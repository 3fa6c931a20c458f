//! Open-loop move planning.
//!
//! A move is streamed to the DAC as a fixed number of voltage steps, linearly
//! interpolated from the start voltage to the target voltage of every moving
//! axis. All axes share the same step count and step delay so that a two-axis
//! move traces an approximately straight line.

use std::time::Duration;

use tracing::warn;

use crate::axis::Axis;
use crate::config::{MotionConfig, SyncMode};
use crate::error::{GalvoError, GalvoResult};

/// Validate a requested speed and cap it at `max_speed`.
///
/// Speeds above the limit are reduced with a warning; zero, negative and
/// non-finite speeds are rejected.
pub fn limit_speed(speed: f64, max_speed: f64) -> GalvoResult<f64> {
    if !(speed.is_finite() && speed > 0.0) {
        return Err(GalvoError::InvalidSpeed { speed });
    }
    if speed > max_speed {
        warn!("Speed {speed} exceeds maximum {max_speed}, limiting");
        return Ok(max_speed);
    }
    Ok(speed)
}

/// Voltage ramp for one axis.
#[derive(Debug, Clone, Copy, PartialEq)]
pub struct AxisMove {
    pub axis: Axis,
    pub start_voltage: f64,
    pub target_voltage: f64,
    /// Distance to travel in position units
    pub distance: f64,
}

impl AxisMove {
    pub fn new(axis: Axis, start_voltage: f64, target_voltage: f64, distance: f64) -> Self {
        Self {
            axis,
            start_voltage,
            target_voltage,
            distance: distance.abs(),
        }
    }

    /// Voltage to write at step `step` (1-based) of `steps`.
    ///
    /// The last step is exactly the target voltage.
    pub fn voltage_at(&self, step: u32, steps: u32) -> f64 {
        if step >= steps {
            return self.target_voltage;
        }
        let t = step as f64 / steps as f64;
        self.start_voltage + (self.target_voltage - self.start_voltage) * t
    }
}

/// Step sequence and timing for a move of one or more axes.
#[derive(Debug, Clone, PartialEq)]
pub struct MovePlan {
    moves: Vec<AxisMove>,
    steps: u32,
    duration: Duration,
}

impl MovePlan {
    /// Plan a move at `speed` position units per second.
    ///
    /// `speed` must already be validated with [`limit_speed`]. A move with no
    /// distance to cover is a single step with no delay.
    ///
    /// Fails with [`GalvoError::MoveTooLong`] if the duration does not fit in a
    /// [`Duration`].
    pub fn new(moves: Vec<AxisMove>, speed: f64, motion: &MotionConfig) -> GalvoResult<Self> {
        let distance = match motion.sync {
            SyncMode::LongestAxis => moves.iter().map(|m| m.distance).fold(0.0, f64::max),
            SyncMode::PathLength => moves.iter().map(|m| m.distance.powi(2)).sum::<f64>().sqrt(),
        };

        if distance == 0.0 {
            return Ok(Self::immediate(moves));
        }

        let duration = Duration::try_from_secs_f64(distance / speed)
            .map_err(|_| GalvoError::MoveTooLong { distance, speed })?;

        Ok(Self {
            moves,
            steps: motion.interpolation_steps,
            duration,
        })
    }

    /// Single write straight to the target, without pacing.
    pub fn immediate(moves: Vec<AxisMove>) -> Self {
        Self {
            moves,
            steps: 1,
            duration: Duration::ZERO,
        }
    }

    pub fn moves(&self) -> &[AxisMove] {
        &self.moves
    }

    pub fn steps(&self) -> u32 {
        self.steps
    }

    /// Total planned time of the move.
    pub fn duration(&self) -> Duration {
        self.duration
    }

    /// Pause after each step.
    pub fn step_delay(&self) -> Duration {
        self.duration / self.steps
    }
}

#[cfg(test)]
mod tests {
    use super::*;
    use approx::assert_relative_eq;

    fn motion(sync: SyncMode) -> MotionConfig {
        MotionConfig {
            interpolation_steps: 10,
            max_speed: 1000.0,
            sync,
        }
    }

    #[test]
    fn test_limit_speed() {
        assert_eq!(limit_speed(50.0, 1000.0).unwrap(), 50.0);
        assert_eq!(limit_speed(5000.0, 1000.0).unwrap(), 1000.0);
        for bad in [0.0, -1.0, f64::NAN, f64::INFINITY] {
            assert!(matches!(
                limit_speed(bad, 1000.0),
                Err(GalvoError::InvalidSpeed { .. })
            ));
        }
    }

    #[test]
    fn test_interpolation_ends_on_target() {
        let m = AxisMove::new(Axis::X, 1.0, 2.0, 100.0);
        assert_relative_eq!(m.voltage_at(5, 10), 1.5);
        assert_eq!(m.voltage_at(10, 10), 2.0);

        let voltages: Vec<f64> = (1..=4).map(|k| m.voltage_at(k, 4)).collect();
        assert!(voltages.windows(2).all(|w| w[1] > w[0]));
    }

    #[test]
    fn test_longest_axis_sets_duration() {
        let moves = vec![
            AxisMove::new(Axis::X, 0.0, 1.0, 300.0),
            AxisMove::new(Axis::Z, 0.0, 1.0, -400.0),
        ];
        let plan = MovePlan::new(moves, 100.0, &motion(SyncMode::LongestAxis)).unwrap();
        assert_eq!(plan.steps(), 10);
        assert_relative_eq!(plan.duration().as_secs_f64(), 4.0);
        assert_relative_eq!(plan.step_delay().as_secs_f64(), 0.4);
    }

    #[test]
    fn test_path_length_sets_duration() {
        let moves = vec![
            AxisMove::new(Axis::X, 0.0, 1.0, 300.0),
            AxisMove::new(Axis::Z, 0.0, 1.0, 400.0),
        ];
        let plan = MovePlan::new(moves, 100.0, &motion(SyncMode::PathLength)).unwrap();
        assert_relative_eq!(plan.duration().as_secs_f64(), 5.0);
    }

    #[test]
    fn test_zero_distance_is_single_step() {
        let moves = vec![AxisMove::new(Axis::X, 2.0, 2.0, 0.0)];
        let plan = MovePlan::new(moves, 100.0, &motion(SyncMode::LongestAxis)).unwrap();
        assert_eq!(plan.steps(), 1);
        assert_eq!(plan.duration(), Duration::ZERO);
        assert_eq!(plan.step_delay(), Duration::ZERO);
    }

    #[test]
    fn test_unrepresentable_duration_rejected() {
        let moves = vec![AxisMove::new(Axis::X, 5.0, 4.0, 1000.0)];
        let result = MovePlan::new(moves, 1e-17, &motion(SyncMode::LongestAxis));
        assert!(matches!(result, Err(GalvoError::MoveTooLong { .. })));
    }
}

[ABOUT THIS EXERCISE]:
Make a faithful copy of every record above.

[SOLUTION BELOW]:
repository 3fa6c931a20c458f
//! Open-loop move planning.
//!
//! A move is streamed to the DAC as a fixed number of voltage steps, linearly
//! interpolated from the start voltage to the target voltage of every moving
//! axis. All axes share the same step count and step delay so that a two-axis
//! move traces an approximately straight line.

use std::time::Duration;

use tracing::warn;

use crate::axis::Axis;
use crate::config::{MotionConfig, SyncMode};
use crate::error::{GalvoError, GalvoResult};

/// Validate a requested speed and cap it at `max_speed`.
///
/// Speeds above the limit are reduced with a warning; zero, negative and
/// non-finite speeds are rejected.
pub fn limit_speed(speed: f64, max_speed: f64) -> GalvoResult<f64> {
    if !(speed.is_finite() && speed > 0.0) {
        return Err(GalvoError::InvalidSpeed { speed });
    }
    if speed > max_speed {
        warn!("Speed {speed} exceeds maximum {max_speed}, limiting");
        return Ok(max_speed);
    }
    Ok(speed)
}

/// Voltage ramp for one axis.
#[derive(Debug, Clone, Copy, PartialEq)]
pub struct AxisMove {
    pub axis: Axis,
    pub start_voltage: f64,
    pub target_voltage: f64,
    /// Distance to travel in position units
    pub distance: f64,
}

impl AxisMove {
    pub fn new(axis: Axis, start_voltage: f64, target_voltage: f64, distance: f64) -> Self {
        Self {
            axis,
            start_voltage,
            target_voltage,
            distance: distance.abs(),
        }
    }

    /// Voltage to write at step `step` (1-based) of `steps`.
    ///
    /// The last step is exactly the target voltage.
    pub fn voltage_at(&self, step: u32, steps: u32) -> f64 {
        if step >= steps {
            return self.target_voltage;
        }
        let t = step as f64 / steps as f64;
        self.start_voltage + (self.target_voltage - self.start_voltage) * t
    }
}

/// Step sequence and timing for a move of one or more axes.
#[derive(Debug, Clone, PartialEq)]
pub struct MovePlan {
    moves: Vec<AxisMove>,
    steps: u32,
    duration: Duration,
}

impl MovePlan {
    /// Plan a move at `speed` position units per second.
    ///
    /// `speed` must already be validated with [`limit_speed`]. A move with no
    /// distance to cover is a single step with no delay.
    ///
    /// Fails with [`GalvoError::MoveTooLong`] if the duration does not fit in a
    /// [`Duration`].
    pub fn new(moves: Vec<AxisMove>, speed: f64, motion: &MotionConfig) -> GalvoResult<Self> {
        let distance = match motion.sync {
            SyncMode::LongestAxis => moves.iter().map(|m| m.distance).fold(0.0, f64::max),
            SyncMode::PathLength => moves.iter().map(|m| m.distance.powi(2)).sum::<f64>().sqrt(),
        };

        if distance == 0.0 {
            return Ok(Self::immediate(moves));
        }

        let duration = Duration::try_from_secs_f64(distance / speed)
            .map_err(|_| GalvoError::MoveTooLong { distance, speed })?;

        Ok(Self {
            moves,
            steps: motion.interpolation_steps,
            duration,
        })
    }

    /// Single write straight to the target, without pacing.
    pub fn immediate(moves: Vec<AxisMove>) -> Self {
        Self {
            moves,
            steps: 1,
            duration: Duration::ZERO,
        }
    }

    pub fn moves(&self) -> &[AxisMove] {
        &self.moves
    }

    pub fn steps(&self) -> u32 {
        self.steps
    }

    /// Total planned time of the move.
    pub fn duration(&self) -> Duration {
        self.duration
    }

    /// Pause after each step.
    pub fn step_delay(&self) -> Duration {
        self.duration / self.steps
    }
}

#[cfg(test)]
mod tests {
    use super::*;
    use approx::assert_relative_eq;

    fn motion(sync: SyncMode) -> MotionConfig {
        MotionConfig {
            interpolation_steps: 10,
            max_speed: 1000.0,
            sync,
        }
    }

    #[test]
    fn test_limit_speed() {
        assert_eq!(limit_speed(50.0, 1000.0).unwrap(), 50.0);
        assert_eq!(limit_speed(5000.0, 1000.0).unwrap(), 1000.0);
        for bad in [0.0, -1.0, f64::NAN, f64::INFINITY] {
            assert!(matches!(
                limit_speed(bad, 1000.0),
                Err(GalvoError::InvalidSpeed { .. })
            ));
        }
    }

    #[test]
    fn test_interpolation_ends_on_target() {
        let m = AxisMove::new(Axis::X, 1.0, 2.0, 100.0);
        assert_relative_eq!(m.voltage_at(5, 10), 1.5);
        assert_eq!(m.voltage_at(10, 10), 2.0);

        let voltages: Vec<f64> = (1..=4).map(|k| m.voltage_at(k, 4)).collect();
        assert!(voltages.windows(2).all(|w| w[1] > w[0]));
    }

    #[test]
    fn test_longest_axis_sets_duration() {
        let moves = vec![
            AxisMove::new(Axis::X, 0.0, 1.0, 300.0),
            AxisMove::new(Axis::Z, 0.0, 1.0, -400.0),
        ];
        let plan = MovePlan::new(moves, 100.0, &motion(SyncMode::LongestAxis)).unwrap();
        assert_eq!(plan.steps(), 10);
        assert_relative_eq!(plan.duration().as_secs_f64(), 4.0);
        assert_relative_eq!(plan.step_delay().as_secs_f64(), 0.4);
    }

    #[test]
    fn test_path_length_sets_duration() {
        let moves = vec![
            AxisMove::new(Axis::X, 0.0, 1.0, 300.0),
            AxisMove::new(Axis::Z, 0.0, 1.0, 400.0),
        ];
        let plan = MovePlan::new(moves, 100.0, &motion(SyncMode::PathLength)).unwrap();
        assert_relative_eq!(plan.duration().as_secs_f64(), 5.0);
    }

    #[test]
    fn test_zero_distance_is_single_step() {
        let moves = vec![AxisMove::new(Axis::X, 2.0, 2.0, 0.0)];
        let plan = MovePlan::new(moves, 100.0, &motion(SyncMode::LongestAxis)).unwrap();
        assert_eq!(plan.steps(), 1);
        assert_eq!(plan.duration(), Duration::ZERO);
        assert_eq!(plan.step_delay(), Duration::ZERO);
    }

    #[test]
    fn test_unrepresentable_duration_rejected() {
        let moves = vec![AxisMove::new(Axis::X, 5.0, 4.0, 1000.0)];
        let result = MovePlan::new(moves, 1e-17, &motion(SyncMode::LongestAxis));
        assert!(matches!(result, Err(GalvoError::MoveTooLong { .. })));
    }
}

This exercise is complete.